Eric Glowacki, one of the membrane's inventors, is pictured holding the membrane. Credit: University of Rochester
Eric Glowacki, one of the membrane's inventors, is pictured holding the membrane. Credit: University of Rochester

The membrane blocks gas from flowing through it when one colour of light is shined on its surface, and permits gas to flow through when another colour of light is used.

Eric Glowacki, a graduate student at the University's Laboratory for Laser Energetics, and Kenneth Marshall, his advisor, invented the membrane. Marshall presented their findings at the annual conference of the International Society for Optics and Photonics (SPIE) in San Diego on August 1, 2010.

The membrane is a piece of hard plastic riddled with tiny holes that are filled with liquid crystals and a dye. When purple light illuminates the surface of the membrane, the dye molecules straighten out and the liquid crystals fall into line, which allows gas to easily flow through the holes. But when ultraviolet light illuminates the surface, the dye molecules bend into a banana shape and the liquid crystals scatter into random orientations, clogging the tunnel and blocking gas from penetrating.
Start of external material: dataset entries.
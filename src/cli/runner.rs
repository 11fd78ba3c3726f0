//! CLI runner - executes commands

use crate::catalog::{list_builtin_info, load_catalog, Catalog, CatalogDefinition};
use crate::cli::commands::{Cli, Commands, OutputFormat};
use crate::config::{IterateConfig, Order};
use crate::error::{Error, Result};
use crate::http::redact::redact_text;
use crate::stream::RecordStream;
use crate::types::StringMap;
use serde_json::{json, Value};
use std::time::Instant;
use tracing::{error, info};

/// CLI runner
pub struct Runner {
    cli: Cli,
}

/// Options of the `read` command
struct ReadArgs<'a> {
    path: &'a str,
    locator: &'a str,
    config: IterateConfig,
    auth: StringMap,
    params: StringMap,
}

impl Runner {
    /// Create a new runner
    pub fn new(cli: Cli) -> Self {
        Self { cli }
    }

    /// Run the CLI command
    pub async fn run(&self) -> Result<()> {
        match &self.cli.command {
            Commands::List => self.list_catalogs(),
            Commands::Sources => self.sources(),
            Commands::Validate => self.validate(),
            Commands::Read {
                path,
                locator,
                count,
                page_size,
                order,
                skip_inner_errors,
                tag_parent,
                resume_pages,
                auth,
                params,
            } => {
                let config = IterateConfig::new()
                    .with_count(*count)
                    .with_page_size(*page_size)
                    .with_order(*order)
                    .with_skip_inner_errors(*skip_inner_errors)
                    .with_tag_parent(*tag_parent)
                    .with_resume_pages(*resume_pages);
                self.read(ReadArgs {
                    path,
                    locator,
                    config,
                    auth: parse_pairs(auth)?,
                    params: parse_pairs(params)?,
                })
                .await
            }
        }
    }

    /// Load catalog definition
    fn load_catalog(&self) -> Result<CatalogDefinition> {
        let name = self
            .cli
            .catalog
            .as_ref()
            .ok_or_else(|| Error::config("Catalog not specified (use -c flag)"))?;
        load_catalog(name)
    }

    /// List built-in catalogs
    fn list_catalogs(&self) -> Result<()> {
        let catalogs: Vec<Value> = list_builtin_info()
            .into_iter()
            .map(|info| {
                json!({
                    "name": info.name,
                    "description": info.description,
                    "aliases": info.aliases,
                    "auth": info.auth
                })
            })
            .collect();

        self.output_message(&json!({ "catalogs": catalogs }));
        Ok(())
    }

    /// List sources with their children
    fn sources(&self) -> Result<()> {
        let catalog = self.load_catalog()?;

        let sources: Vec<Value> = catalog
            .sources
            .iter()
            .map(|source| {
                let children: Vec<Value> = source
                    .children
                    .iter()
                    .map(|child| json!({ "name": child.name, "source": child.source }))
                    .collect();
                json!({
                    "name": source.name,
                    "description": source.description,
                    "tree": source.is_tree(),
                    "children": children
                })
            })
            .collect();

        self.output_message(&json!({ "catalog": catalog.name, "sources": sources }));
        Ok(())
    }

    /// Validate catalog definition
    fn validate(&self) -> Result<()> {
        let catalog = self.load_catalog()?;

        info!(
            "Catalog '{}' is valid with {} sources",
            catalog.name,
            catalog.sources.len()
        );
        self.output_message(&json!({
            "catalog": catalog.name,
            "valid": true,
            "sources": catalog.sources.len()
        }));
        Ok(())
    }

    /// Stream records of a traversal path
    async fn read(&self, args: ReadArgs<'_>) -> Result<()> {
        let catalog = Catalog::new(self.load_catalog()?)?
            .with_auth(args.auth)
            .with_params(args.params);

        let path: Vec<&str> = args.path.split('/').filter(|s| !s.is_empty()).collect();
        let started = Instant::now();
        let mut stream = catalog.iterate(&path, args.locator, &args.config).await?;

        let mut records = 0usize;
        loop {
            match stream.next().await {
                Ok(Some(record)) => {
                    self.output_message(&record);
                    records += 1;
                }
                Ok(None) => break,
                Err(e) => {
                    let pages = stream.pages_consumed();
                    error!(
                        "Read of {} failed after {} records: {}",
                        args.path,
                        records,
                        redact_text(&e.to_string())
                    );
                    error!(
                        "{} pages of '{}' were consumed; rerun with --resume-pages {pages} to continue",
                        pages,
                        path.first().copied().unwrap_or_default()
                    );
                    return Err(e);
                }
            }
        }

        let order = match args.config.order {
            Order::Natural => "natural",
            Order::Reverse => "reverse",
        };
        info!(
            "Read {} records from {} ({} order, {} pages) in {:?}",
            records,
            args.path,
            order,
            stream.pages_fetched(),
            started.elapsed()
        );
        Ok(())
    }

    /// Output a JSON message
    fn output_message(&self, msg: &Value) {
        match self.cli.format {
            OutputFormat::Json => {
                println!("{}", serde_json::to_string(msg).unwrap_or_default());
            }
            OutputFormat::Pretty => {
                println!("{}", serde_json::to_string_pretty(msg).unwrap_or_default());
            }
        }
    }
}

/// Parse repeated `key=value` arguments
pub fn parse_pairs(pairs: &[String]) -> Result<StringMap> {
    pairs
        .iter()
        .map(|pair| {
            let (key, value) = pair.split_once('=').ok_or_else(|| {
                Error::invalid_value(pair.as_str(), "expected KEY=VALUE")
            })?;
            let key = key.trim();
            if key.is_empty() {
                return Err(Error::invalid_value(pair.as_str(), "key cannot be empty"));
            }
            Ok((key.to_string(), value.to_string()))
        })
        .collect()
}
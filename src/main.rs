//! pagereaper CLI
//!
//! Command-line interface for reading catalog sources

use clap::Parser;
use pagereaper::cli::{Cli, Runner};

#[tokio::main]
async fn main() {
    let cli = Cli::parse();

    // Records go to stdout, logs to stderr
    let level = if cli.verbose {
        tracing::Level::DEBUG
    } else {
        tracing::Level::INFO
    };
    tracing_subscriber::fmt()
        .with_env_filter(
            tracing_subscriber::EnvFilter::from_default_env().add_directive(level.into()),
        )
        .with_writer(std::io::stderr)
        .init();

    let runner = Runner::new(cli);

    if let Err(e) = runner.run().await {
        eprintln!("Error: {}", pagereaper::http::redact::redact_text(&e.to_string()));
        std::process::exit(1);
    }
}
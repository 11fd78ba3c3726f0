//! Common types used throughout pagereaper
//!
//! This module contains shared type definitions, type aliases,
//! and the dotted-path helpers used to look into records and pages.

use serde::{Deserialize, Serialize};
use serde_json::Value;
use std::collections::HashMap;

// ============================================================================
// Type Aliases
// ============================================================================

/// A single record returned by a source
pub type Record = Value;

/// Generic key-value map with string keys and values
pub type StringMap = HashMap<String, String>;

// ============================================================================
// Backoff Type
// ============================================================================

/// Backoff strategy between retries
#[derive(Debug, Clone, Copy, PartialEq, Eq, Default, Serialize, Deserialize)]
#[serde(rename_all = "snake_case")]
pub enum BackoffType {
    /// Constant delay between retries
    Constant,
    /// Delay grows with the attempt number (`attempt * base`)
    #[default]
    Linear,
    /// Delay doubles each attempt
    Exponential,
}

// ============================================================================
// Path Lookup
// ============================================================================

/// Look up a dotted path (`paging.cursors.after`, `data.0.id`) in a JSON value.
///
/// A leading `$.` is ignored. Numeric segments index into arrays. An empty
/// path returns the value itself.
pub fn lookup<'a>(value: &'a Value, path: &str) -> Option<&'a Value> {
    let path = path.strip_prefix("$.").unwrap_or(path);
    if path.is_empty() {
        return Some(value);
    }

    // Flattened records may carry the full dotted key directly
    if let Some(found) = value.as_object().and_then(|map| map.get(path)) {
        return Some(found);
    }

    let mut current = value;
    for part in path.split('.') {
        current = match current {
            Value::Object(map) => map.get(part)?,
            Value::Array(items) => items.get(part.parse::<usize>().ok()?)?,
            _ => return None,
        };
    }

    Some(current)
}

/// Look up a dotted path and render a scalar as a string.
///
/// Null, arrays and objects give `None`, as do empty strings.
pub fn lookup_string(value: &Value, path: &str) -> Option<String> {
    scalar_to_string(lookup(value, path)?)
}

/// Render a scalar JSON value as a string
pub fn scalar_to_string(value: &Value) -> Option<String> {
    match value {
        Value::String(s) if !s.is_empty() => Some(s.clone()),
        Value::Number(n) => Some(n.to_string()),
        Value::Bool(b) => Some(b.to_string()),
        _ => None,
    }
}
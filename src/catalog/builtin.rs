//! Built-in catalogs embedded in the binary
//!
//! Lets users write `--catalog reddit` instead of a file path.

use std::collections::HashMap;
use std::sync::LazyLock;

/// Built-in catalog YAML definitions
pub static BUILTIN_CATALOGS: LazyLock<HashMap<&'static str, &'static str>> =
    LazyLock::new(|| {
        let mut m = HashMap::new();

        m.insert("graph", include_str!("../../sources/graph.yaml"));
        m.insert("facebook", include_str!("../../sources/graph.yaml"));
        m.insert("reddit", include_str!("../../sources/reddit.yaml"));
        m.insert("youtube", include_str!("../../sources/youtube.yaml"));
        m.insert("twitter", include_str!("../../sources/twitter.yaml"));

        m
    });

/// Get a built-in catalog by name
pub fn get_builtin(name: &str) -> Option<&'static str> {
    BUILTIN_CATALOGS.get(name).copied()
}

/// Check if a name is a built-in catalog
pub fn is_builtin(name: &str) -> bool {
    BUILTIN_CATALOGS.contains_key(name)
}

/// List built-in catalog names (primary names only)
pub fn list_builtin() -> Vec<&'static str> {
    list_builtin_info().iter().map(|info| info.name).collect()
}

/// Catalog metadata for display
#[derive(Debug, Clone)]
pub struct CatalogInfo {
    /// Primary name
    pub name: &'static str,
    /// One-line description
    pub description: &'static str,
    /// Other names accepted for this catalog
    pub aliases: &'static [&'static str],
    /// Credentials the catalog's templates expect (`auth.<name>`)
    pub auth: &'static [&'static str],
}

/// Get detailed info about all built-in catalogs
pub fn list_builtin_info() -> Vec<CatalogInfo> {
    vec![
        CatalogInfo {
            name: "graph",
            description: "Facebook Graph API pages, posts, comments and reactions",
            aliases: &["facebook"],
            auth: &["access_token"],
        },
        CatalogInfo {
            name: "reddit",
            description: "Reddit listings, searches and full comment trees",
            aliases: &[],
            auth: &["access_token"],
        },
        CatalogInfo {
            name: "youtube",
            description: "YouTube searches, channels, videos and comment threads",
            aliases: &[],
            auth: &["api_key"],
        },
        CatalogInfo {
            name: "twitter",
            description: "Twitter searches and user timelines",
            aliases: &[],
            auth: &["bearer_token"],
        },
    ]
}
Glowacki says that controlling a membrane's permeability with light is preferable to controlling it with commonly used methods such as heat or electricity. Light can operate remotely so, instead of attaching electrical lines to the membrane, a lamp or a laser can be directed at the membrane from a distance. This could allow engineers to make smaller, simpler setups.

Another advantage is that the colour of the light illuminating the membrane can be changed precisely and almost instantaneously. Other methods, like heating and cooling, take a relatively long time and repeated heating and cooling can damage the membrane.
Also, light does not have the potential to ignite a gas, which could be a crucial benefit when working with hydrocarbons or other flammable gases. Lastly, the amount of light energy needed to switch the membrane on and off is minuscule.

Creating the membrane is a multi-step process. First, a circular hard plastic chip is bombarded with a beam of neutrons to make the tiny, evenly spaced holes that are about one-hundredth of a millimetre in diameter. The chip is then dipped in a solution of liquid crystals and dye, and the mixture fills the holes through capillary action. The final product is spun in a centrifuge to remove the excess liquid crystals from the surface.